La idea surgió al ver que en pueblos más pequeños tenían su hogar y en Cogeces no había nada. Esto lo hablé con varias personas inquietas en el pueblo y a través de la primera junta, hicimos realidad el Centro de Jubilados y Pensionistas. Yo fui su presidente desde el 94 hasta el 96. De esta obra estoy muy orgulloso, a la vez que agradezco a todos los que formaron parte de la junta, su trabajo y gran colaboración. De ellos es todo el mérito.

¿Cómo ves el Hogar en estos momentos?
Creo que va por buen camino, aunque todos debemos colaborar para que siga adelante. Lo que sí quiero recalcar es que el hogar debe ser algo más que un sitio donde jugar a las cartas. Tiene que ser un centro de actividades tanto culturales como recreativas, un lugar vivo.

¿Cómo se vive siendo soltero y mayor?
Para ocuparme de la casa no tengo problemas: me hago la comida, lavo la ropa, la plancho, recojo la casa. Sí tengo algo complicado, acudo a mi sobrina Rosi. Yo no me siento solo, porque hay muchas maneras de entretenerse: leer, ver la televisión, acudir al hogar, hablar con la gente. Lo importante es ocupar el tiempo y sobre todo no buscar llenar la soledad con la bebida u otras cosas perjudiciales.

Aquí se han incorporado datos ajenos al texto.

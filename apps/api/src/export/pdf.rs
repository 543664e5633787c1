//! Raster -> A4 PDF. The image is scaled to the page width and cut into
//! page-height segments; every segment is one JPEG XObject on its own page,
//! drawn from the top-left corner.

use image::codecs::jpeg::JpegEncoder;
use image::{imageops, RgbImage};
use lopdf::content::{Content, Operation};
use lopdf::{dictionary, Document, Object, ObjectId, Stream, StringFormat};

use crate::export::ExportError;
use crate::layout::page::{page_slice_height, scaled_height_pt, A4_HEIGHT_PT, A4_WIDTH_PT};

const JPEG_QUALITY: u8 = 92;

/// Overrun (in points) tolerated before the rest of the image spills onto a new
/// page. Covers rounding between the pixel grid and the point grid.
const TAIL_TOLERANCE_PT: f32 = 0.5;

/// Row ranges `(top, height)` of the image, one per page.
pub fn segments(width: u32, height: u32) -> Vec<(u32, u32)> {
    let slice = page_slice_height(width);
    let mut out: Vec<(u32, u32)> = Vec::new();
    let mut top = 0;
    while top < height {
        let remaining = height - top;
        let take = if scaled_height_pt(width, remaining) <= A4_HEIGHT_PT + TAIL_TOLERANCE_PT {
            remaining
        } else {
            slice.min(remaining)
        };
        out.push((top, take));
        top += take;
    }
    out
}

fn encode_jpeg(segment: &RgbImage) -> Result<Vec<u8>, ExportError> {
    let mut bytes = Vec::new();
    JpegEncoder::new_with_quality(&mut bytes, JPEG_QUALITY)
        .encode_image(segment)
        .map_err(|e| ExportError::Pdf(format!("jpeg encoding failed: {e}")))?;
    Ok(bytes)
}

/// Builds the PDF for `raster`. `title` goes into the document info.
pub fn build_pdf(raster: &RgbImage, title: &str) -> Result<Vec<u8>, ExportError> {
    let (width, height) = raster.dimensions();
    if width == 0 || height == 0 {
        return Err(ExportError::Pdf("empty raster".to_string()));
    }

    let mut doc = Document::with_version("1.7");
    let pages_id = doc.new_object_id();
    let mut page_ids: Vec<ObjectId> = Vec::new();

    for (index, (top, rows)) in segments(width, height).into_iter().enumerate() {
        let segment = imageops::crop_imm(raster, 0, top, width, rows).to_image();
        let jpeg = encode_jpeg(&segment)?;
        let image_id = doc.add_object(Stream::new(
            dictionary! {
                "Type" => "XObject",
                "Subtype" => "Image",
                "Width" => width as i64,
                "Height" => rows as i64,
                "ColorSpace" => "DeviceRGB",
                "BitsPerComponent" => 8,
                "Filter" => "DCTDecode",
            },
            jpeg,
        ));

        let name = format!("Im{}", index + 1);
        let draw_height = scaled_height_pt(width, rows);
        let content = Content {
            operations: vec![
                Operation::new("q", vec![]),
                Operation::new(
                    "cm",
                    vec![
                        A4_WIDTH_PT.into(),
                        0.into(),
                        0.into(),
                        draw_height.into(),
                        0.into(),
                        (A4_HEIGHT_PT - draw_height).into(),
                    ],
                ),
                Operation::new("Do", vec![Object::Name(name.clone().into_bytes())]),
                Operation::new("Q", vec![]),
            ],
        };
        let encoded = content
            .encode()
            .map_err(|e| ExportError::Pdf(format!("content stream: {e}")))?;
        let content_id = doc.add_object(Stream::new(dictionary! {}, encoded));

        let page_id = doc.add_object(dictionary! {
            "Type" => "Page",
            "Parent" => pages_id,
            "MediaBox" => vec![0.into(), 0.into(), A4_WIDTH_PT.into(), A4_HEIGHT_PT.into()],
            "Contents" => content_id,
            "Resources" => dictionary! {
                "XObject" => dictionary! {
                    name.as_str() => image_id,
                },
            },
        });
        page_ids.push(page_id);
    }

    let page_count = page_ids.len();
    doc.objects.insert(
        pages_id,
        Object::Dictionary(dictionary! {
            "Type" => "Pages",
            "Kids" => page_ids.into_iter().map(Object::from).collect::<Vec<_>>(),
            "Count" => page_count as i64,
        }),
    );
    let catalog_id = doc.add_object(dictionary! { "Type" => "Catalog", "Pages" => pages_id });
    doc.trailer.set("Root", catalog_id);
    let info_id = doc.add_object(dictionary! {
        "Title" => Object::String(title.as_bytes().to_vec(), StringFormat::Literal),
        "Producer" => Object::string_literal(concat!("cvfacile ", env!("CARGO_PKG_VERSION"))),
    });
    doc.trailer.set("Info", info_id);

    let mut out = Vec::new();
    doc.save_to(&mut out)
        .map_err(|e| ExportError::Pdf(format!("pdf write failed: {e}")))?;
    tracing::debug!(pages = page_count, bytes = out.len(), "pdf assembled");
    Ok(out)
}

#[cfg(test)]
mod tests {
    use super::*;
    use crate::layout::page::{PAGE_HEIGHT_PX, PAGE_WIDTH_PX, SUPERSAMPLE};
    use image::Rgb;

    const W: u32 = PAGE_WIDTH_PX as u32 * SUPERSAMPLE;

    #[test]
    fn test_exact_a4_raster_is_one_page() {
        let h = PAGE_HEIGHT_PX as u32 * SUPERSAMPLE;
        assert_eq!(segments(W, h), vec![(0, h)]);
    }

    #[test]
    fn test_tall_raster_is_split_into_page_slices() {
        let slice = page_slice_height(W);
        let h = slice * 2 + 100;
        let segs = segments(W, h);
        assert_eq!(segs, vec![(0, slice), (slice, slice), (2 * slice, 100)]);
        for (_, rows) in segs {
            assert!(scaled_height_pt(W, rows) <= A4_HEIGHT_PT + TAIL_TOLERANCE_PT);
        }
    }

    #[test]
    fn test_segments_cover_every_row_once() {
        let h = 7_777;
        let segs = segments(W, h);
        let total: u32 = segs.iter().map(|(_, rows)| rows).sum();
        assert_eq!(total, h);
        for pair in segs.windows(2) {
            assert_eq!(pair[0].0 + pair[0].1, pair[1].0);
        }
    }

    #[test]
    fn test_pdf_has_one_page_per_segment() {
        let raster = RgbImage::from_pixel(W, page_slice_height(W) + 50, Rgb([255, 255, 255]));
        let bytes = build_pdf(&raster, "CV Ada Lovelace").unwrap();
        assert!(bytes.starts_with(b"%PDF-1.7"));
        let doc = Document::load_mem(&bytes).unwrap();
        assert_eq!(doc.get_pages().len(), 2);
    }

    #[test]
    fn test_images_are_jpeg_xobjects() {
        let raster = RgbImage::from_pixel(100, 140, Rgb([10, 20, 30]));
        let bytes = build_pdf(&raster, "t").unwrap();
        let doc = Document::load_mem(&bytes).unwrap();
        let images = doc
            .objects
            .values()
            .filter_map(|o| o.as_stream().ok())
            .filter(|s| s.dict.get(b"Subtype").and_then(Object::as_name).ok() == Some(b"Image".as_slice()))
            .inspect(|s| {
                assert_eq!(s.dict.get(b"Filter").and_then(Object::as_name).unwrap(), b"DCTDecode");
            })
            .count();
        assert_eq!(images, 1);
    }
}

¿Qué opinas de las Residencias de Ancianos?
Es una buena cosa, sobre todo para los que no tenemos familia y con el tiempo ya no puedes estar solo. Es muy grande, que cuando no te puedes valer, encuentres un lugar donde poder pasar el tiempo que te quede de vida, cuidado y acompañado. Yo estoy concienciado de que dentro de poco tendré que ir a una, y no lo veo mal.

¿Cómo ves la vida de los mayores?
Creo que en nuestra sociedad tienen mayores atenciones que antes: en la medicina, residencias, poder salir de vacaciones, calidad de vida. Pero veo que se ha perdido mucho cariño en las familias hacia las personas mayores. Lo que hemos ganado en la cuestión material, lo hemos perdido en la humana.

¿Qué opinas de TIEMPO?
Es una actividad cultural de nuestro pueblo y en ella podemos colaborar dando nuestra opinión. Creo que no se debería perder. Animo a todos a que sigan adelante.